[Collected data]
┄┄┄┄┄┄┄┄┄┄┄┄┄┄┄┄┄┄┄┄

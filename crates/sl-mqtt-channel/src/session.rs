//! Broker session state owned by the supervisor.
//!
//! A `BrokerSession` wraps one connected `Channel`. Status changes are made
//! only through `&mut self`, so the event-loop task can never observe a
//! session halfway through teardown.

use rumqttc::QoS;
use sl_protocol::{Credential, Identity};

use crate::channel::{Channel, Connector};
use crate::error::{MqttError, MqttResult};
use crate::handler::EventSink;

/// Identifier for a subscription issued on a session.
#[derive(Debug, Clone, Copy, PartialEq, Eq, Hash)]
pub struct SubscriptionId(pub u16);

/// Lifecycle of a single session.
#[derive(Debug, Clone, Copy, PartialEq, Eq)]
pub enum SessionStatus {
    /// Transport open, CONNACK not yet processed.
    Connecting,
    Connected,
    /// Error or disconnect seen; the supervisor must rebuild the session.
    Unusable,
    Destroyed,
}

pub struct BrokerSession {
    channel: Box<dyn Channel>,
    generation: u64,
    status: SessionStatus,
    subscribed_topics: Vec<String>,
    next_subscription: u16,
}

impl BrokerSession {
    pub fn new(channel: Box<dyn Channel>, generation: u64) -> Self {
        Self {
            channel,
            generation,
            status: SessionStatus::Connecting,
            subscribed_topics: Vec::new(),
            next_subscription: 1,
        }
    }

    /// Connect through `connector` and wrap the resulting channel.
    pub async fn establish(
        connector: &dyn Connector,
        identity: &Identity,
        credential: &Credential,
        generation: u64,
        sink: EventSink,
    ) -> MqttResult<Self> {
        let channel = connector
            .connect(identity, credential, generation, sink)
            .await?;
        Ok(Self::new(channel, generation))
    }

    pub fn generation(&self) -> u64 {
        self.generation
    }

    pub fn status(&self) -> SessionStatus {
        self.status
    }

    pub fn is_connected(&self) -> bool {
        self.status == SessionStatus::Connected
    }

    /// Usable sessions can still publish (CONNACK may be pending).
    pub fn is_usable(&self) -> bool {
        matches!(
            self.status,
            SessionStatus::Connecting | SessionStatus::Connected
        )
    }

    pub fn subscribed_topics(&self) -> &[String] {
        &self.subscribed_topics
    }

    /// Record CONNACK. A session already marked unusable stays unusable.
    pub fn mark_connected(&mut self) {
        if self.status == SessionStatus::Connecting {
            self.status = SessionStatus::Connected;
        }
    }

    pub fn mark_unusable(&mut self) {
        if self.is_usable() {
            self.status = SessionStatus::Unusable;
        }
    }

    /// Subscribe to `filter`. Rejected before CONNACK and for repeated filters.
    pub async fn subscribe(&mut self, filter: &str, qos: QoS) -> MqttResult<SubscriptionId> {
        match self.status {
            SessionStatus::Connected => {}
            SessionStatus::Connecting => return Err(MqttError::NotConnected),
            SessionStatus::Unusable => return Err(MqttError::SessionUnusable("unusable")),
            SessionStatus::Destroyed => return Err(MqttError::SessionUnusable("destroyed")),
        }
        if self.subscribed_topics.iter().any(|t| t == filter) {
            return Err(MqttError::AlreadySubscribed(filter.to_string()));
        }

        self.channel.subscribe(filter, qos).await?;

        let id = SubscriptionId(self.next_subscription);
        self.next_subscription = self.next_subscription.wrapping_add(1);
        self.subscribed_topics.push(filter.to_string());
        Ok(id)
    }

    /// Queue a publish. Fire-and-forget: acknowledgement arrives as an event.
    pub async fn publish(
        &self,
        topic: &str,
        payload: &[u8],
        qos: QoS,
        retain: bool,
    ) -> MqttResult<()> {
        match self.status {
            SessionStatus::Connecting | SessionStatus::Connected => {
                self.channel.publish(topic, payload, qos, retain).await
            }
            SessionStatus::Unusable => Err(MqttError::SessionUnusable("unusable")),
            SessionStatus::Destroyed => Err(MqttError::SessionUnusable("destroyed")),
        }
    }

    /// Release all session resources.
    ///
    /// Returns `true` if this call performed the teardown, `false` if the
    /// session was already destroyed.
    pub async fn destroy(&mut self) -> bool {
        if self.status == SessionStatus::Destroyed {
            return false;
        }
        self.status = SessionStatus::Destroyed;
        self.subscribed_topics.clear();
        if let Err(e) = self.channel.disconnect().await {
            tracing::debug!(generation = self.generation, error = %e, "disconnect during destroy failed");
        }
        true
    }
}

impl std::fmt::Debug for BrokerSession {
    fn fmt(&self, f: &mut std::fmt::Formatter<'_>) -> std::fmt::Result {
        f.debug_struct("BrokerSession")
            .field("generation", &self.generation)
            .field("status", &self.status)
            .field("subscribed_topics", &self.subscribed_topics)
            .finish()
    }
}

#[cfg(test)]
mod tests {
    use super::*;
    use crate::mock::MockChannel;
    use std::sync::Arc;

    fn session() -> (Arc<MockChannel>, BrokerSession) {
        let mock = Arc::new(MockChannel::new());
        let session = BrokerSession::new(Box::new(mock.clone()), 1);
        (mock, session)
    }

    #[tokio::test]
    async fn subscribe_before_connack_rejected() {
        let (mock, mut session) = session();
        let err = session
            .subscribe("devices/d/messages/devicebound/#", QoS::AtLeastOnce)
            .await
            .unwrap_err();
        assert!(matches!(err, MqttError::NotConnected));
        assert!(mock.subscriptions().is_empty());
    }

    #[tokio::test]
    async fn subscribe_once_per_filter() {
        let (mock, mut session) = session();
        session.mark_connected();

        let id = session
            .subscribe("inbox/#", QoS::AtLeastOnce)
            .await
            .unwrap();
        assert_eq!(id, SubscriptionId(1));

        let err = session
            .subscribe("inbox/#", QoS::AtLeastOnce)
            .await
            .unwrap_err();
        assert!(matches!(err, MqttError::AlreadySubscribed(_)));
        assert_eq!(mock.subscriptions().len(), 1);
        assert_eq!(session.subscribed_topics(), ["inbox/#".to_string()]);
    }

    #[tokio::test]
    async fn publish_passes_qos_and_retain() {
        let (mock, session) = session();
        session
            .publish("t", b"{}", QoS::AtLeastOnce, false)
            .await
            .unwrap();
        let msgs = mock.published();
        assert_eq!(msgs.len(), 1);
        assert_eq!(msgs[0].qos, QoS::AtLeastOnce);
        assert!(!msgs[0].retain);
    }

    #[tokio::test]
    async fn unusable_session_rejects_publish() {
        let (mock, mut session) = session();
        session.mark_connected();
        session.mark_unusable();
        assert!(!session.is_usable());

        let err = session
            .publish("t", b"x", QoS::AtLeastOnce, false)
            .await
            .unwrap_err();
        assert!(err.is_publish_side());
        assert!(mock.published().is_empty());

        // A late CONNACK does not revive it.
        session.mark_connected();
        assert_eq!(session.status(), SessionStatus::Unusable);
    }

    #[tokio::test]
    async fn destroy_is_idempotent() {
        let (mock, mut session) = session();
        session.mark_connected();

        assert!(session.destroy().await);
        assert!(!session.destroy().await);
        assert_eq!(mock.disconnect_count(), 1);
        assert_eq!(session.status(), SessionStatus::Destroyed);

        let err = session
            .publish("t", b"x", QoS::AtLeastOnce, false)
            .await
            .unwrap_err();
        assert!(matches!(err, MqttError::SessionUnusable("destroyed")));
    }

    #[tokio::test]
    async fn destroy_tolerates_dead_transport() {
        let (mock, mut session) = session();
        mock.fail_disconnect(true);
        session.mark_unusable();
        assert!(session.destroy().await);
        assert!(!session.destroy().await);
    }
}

┄┄┄┄┄┄┄┄┄┄┄┄┄┄┄┄┄┄┄┄

§ The task
Which lines of the records above contain the word "MqttError"? Show each of them.

§ Solution to this task
use crate::error::{MqttError, MqttResult};
            SessionStatus::Connecting => return Err(MqttError::NotConnected),
            SessionStatus::Unusable => return Err(MqttError::SessionUnusable("unusable")),
            SessionStatus::Destroyed => return Err(MqttError::SessionUnusable("destroyed")),
            return Err(MqttError::AlreadySubscribed(filter.to_string()));
            SessionStatus::Unusable => Err(MqttError::SessionUnusable("unusable")),
            SessionStatus::Destroyed => Err(MqttError::SessionUnusable("destroyed")),
        assert!(matches!(err, MqttError::NotConnected));
        assert!(matches!(err, MqttError::AlreadySubscribed(_)));
        assert!(matches!(err, MqttError::SessionUnusable("destroyed")));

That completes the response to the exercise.